(Dataset entries)
+ + + +
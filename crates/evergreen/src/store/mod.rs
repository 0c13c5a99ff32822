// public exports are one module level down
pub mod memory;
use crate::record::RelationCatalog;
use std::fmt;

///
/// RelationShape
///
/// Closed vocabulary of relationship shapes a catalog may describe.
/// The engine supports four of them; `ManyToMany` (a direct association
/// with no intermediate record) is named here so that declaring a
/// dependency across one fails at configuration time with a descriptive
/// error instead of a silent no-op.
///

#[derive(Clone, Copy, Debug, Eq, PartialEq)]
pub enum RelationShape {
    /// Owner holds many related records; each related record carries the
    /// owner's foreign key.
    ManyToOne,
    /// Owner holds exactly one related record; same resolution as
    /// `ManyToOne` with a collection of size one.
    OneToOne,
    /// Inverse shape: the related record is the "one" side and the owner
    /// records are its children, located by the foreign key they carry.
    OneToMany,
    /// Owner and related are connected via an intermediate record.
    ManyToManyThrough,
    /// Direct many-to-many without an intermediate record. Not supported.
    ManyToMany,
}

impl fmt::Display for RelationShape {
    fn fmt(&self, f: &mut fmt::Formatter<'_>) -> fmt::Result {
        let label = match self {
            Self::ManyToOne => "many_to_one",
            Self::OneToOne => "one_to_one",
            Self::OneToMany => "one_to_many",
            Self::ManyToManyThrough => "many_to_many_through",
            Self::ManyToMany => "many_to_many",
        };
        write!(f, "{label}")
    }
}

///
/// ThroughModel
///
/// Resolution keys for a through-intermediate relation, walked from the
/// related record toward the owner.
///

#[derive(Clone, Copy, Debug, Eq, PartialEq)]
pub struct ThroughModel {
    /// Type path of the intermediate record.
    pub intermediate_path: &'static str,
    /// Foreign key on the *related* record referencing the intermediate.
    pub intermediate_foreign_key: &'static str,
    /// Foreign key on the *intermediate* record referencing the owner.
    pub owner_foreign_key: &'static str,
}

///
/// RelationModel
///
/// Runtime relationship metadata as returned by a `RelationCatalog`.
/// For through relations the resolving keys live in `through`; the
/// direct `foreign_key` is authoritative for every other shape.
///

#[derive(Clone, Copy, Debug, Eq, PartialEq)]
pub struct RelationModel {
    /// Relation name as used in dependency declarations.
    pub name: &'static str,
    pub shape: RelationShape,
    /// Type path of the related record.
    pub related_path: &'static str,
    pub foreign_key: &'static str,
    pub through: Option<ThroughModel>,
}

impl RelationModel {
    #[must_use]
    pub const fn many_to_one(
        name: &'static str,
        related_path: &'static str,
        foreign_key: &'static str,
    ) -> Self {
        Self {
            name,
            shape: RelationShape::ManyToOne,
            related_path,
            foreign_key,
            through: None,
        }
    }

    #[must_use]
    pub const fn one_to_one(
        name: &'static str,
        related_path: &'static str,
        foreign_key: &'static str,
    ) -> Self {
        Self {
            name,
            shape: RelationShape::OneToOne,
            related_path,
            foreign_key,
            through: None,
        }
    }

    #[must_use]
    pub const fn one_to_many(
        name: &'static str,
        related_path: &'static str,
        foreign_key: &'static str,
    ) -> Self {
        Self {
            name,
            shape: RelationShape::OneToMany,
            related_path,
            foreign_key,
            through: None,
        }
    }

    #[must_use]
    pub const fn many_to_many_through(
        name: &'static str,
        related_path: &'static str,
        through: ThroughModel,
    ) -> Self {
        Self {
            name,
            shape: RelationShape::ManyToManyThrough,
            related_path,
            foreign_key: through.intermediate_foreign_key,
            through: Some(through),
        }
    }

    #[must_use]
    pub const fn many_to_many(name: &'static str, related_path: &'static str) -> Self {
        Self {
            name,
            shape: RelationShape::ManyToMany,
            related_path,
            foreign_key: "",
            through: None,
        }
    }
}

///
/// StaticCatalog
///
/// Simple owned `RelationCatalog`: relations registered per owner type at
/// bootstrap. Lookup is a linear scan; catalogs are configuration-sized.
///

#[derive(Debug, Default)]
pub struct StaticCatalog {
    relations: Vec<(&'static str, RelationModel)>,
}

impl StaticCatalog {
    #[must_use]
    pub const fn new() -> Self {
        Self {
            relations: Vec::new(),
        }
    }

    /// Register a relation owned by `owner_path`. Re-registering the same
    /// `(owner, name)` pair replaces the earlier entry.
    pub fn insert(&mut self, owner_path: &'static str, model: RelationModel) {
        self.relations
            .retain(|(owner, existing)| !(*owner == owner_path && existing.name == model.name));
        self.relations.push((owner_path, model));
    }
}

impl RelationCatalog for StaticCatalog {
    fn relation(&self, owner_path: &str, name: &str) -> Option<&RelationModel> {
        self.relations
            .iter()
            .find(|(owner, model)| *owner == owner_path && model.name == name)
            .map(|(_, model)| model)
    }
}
+ + + +
**What the exercise asks**
Search the entries for the line holding "pub fn insert(&mut". Return that line and the ones after it through the last, exactly.

**Answer space**
    pub fn insert(&mut self, owner_path: &'static str, model: RelationModel) {
        self.relations
            .retain(|(owner, existing)| !(*owner == owner_path && existing.name == model.name));
        self.relations.push((owner_path, model));
    }
}

impl RelationCatalog for StaticCatalog {
    fn relation(&self, owner_path: &str, name: &str) -> Option<&RelationModel> {
        self.relations
            .iter()
            .find(|(owner, model)| *owner == owner_path && model.name == name)
            .map(|(_, model)| model)
    }
}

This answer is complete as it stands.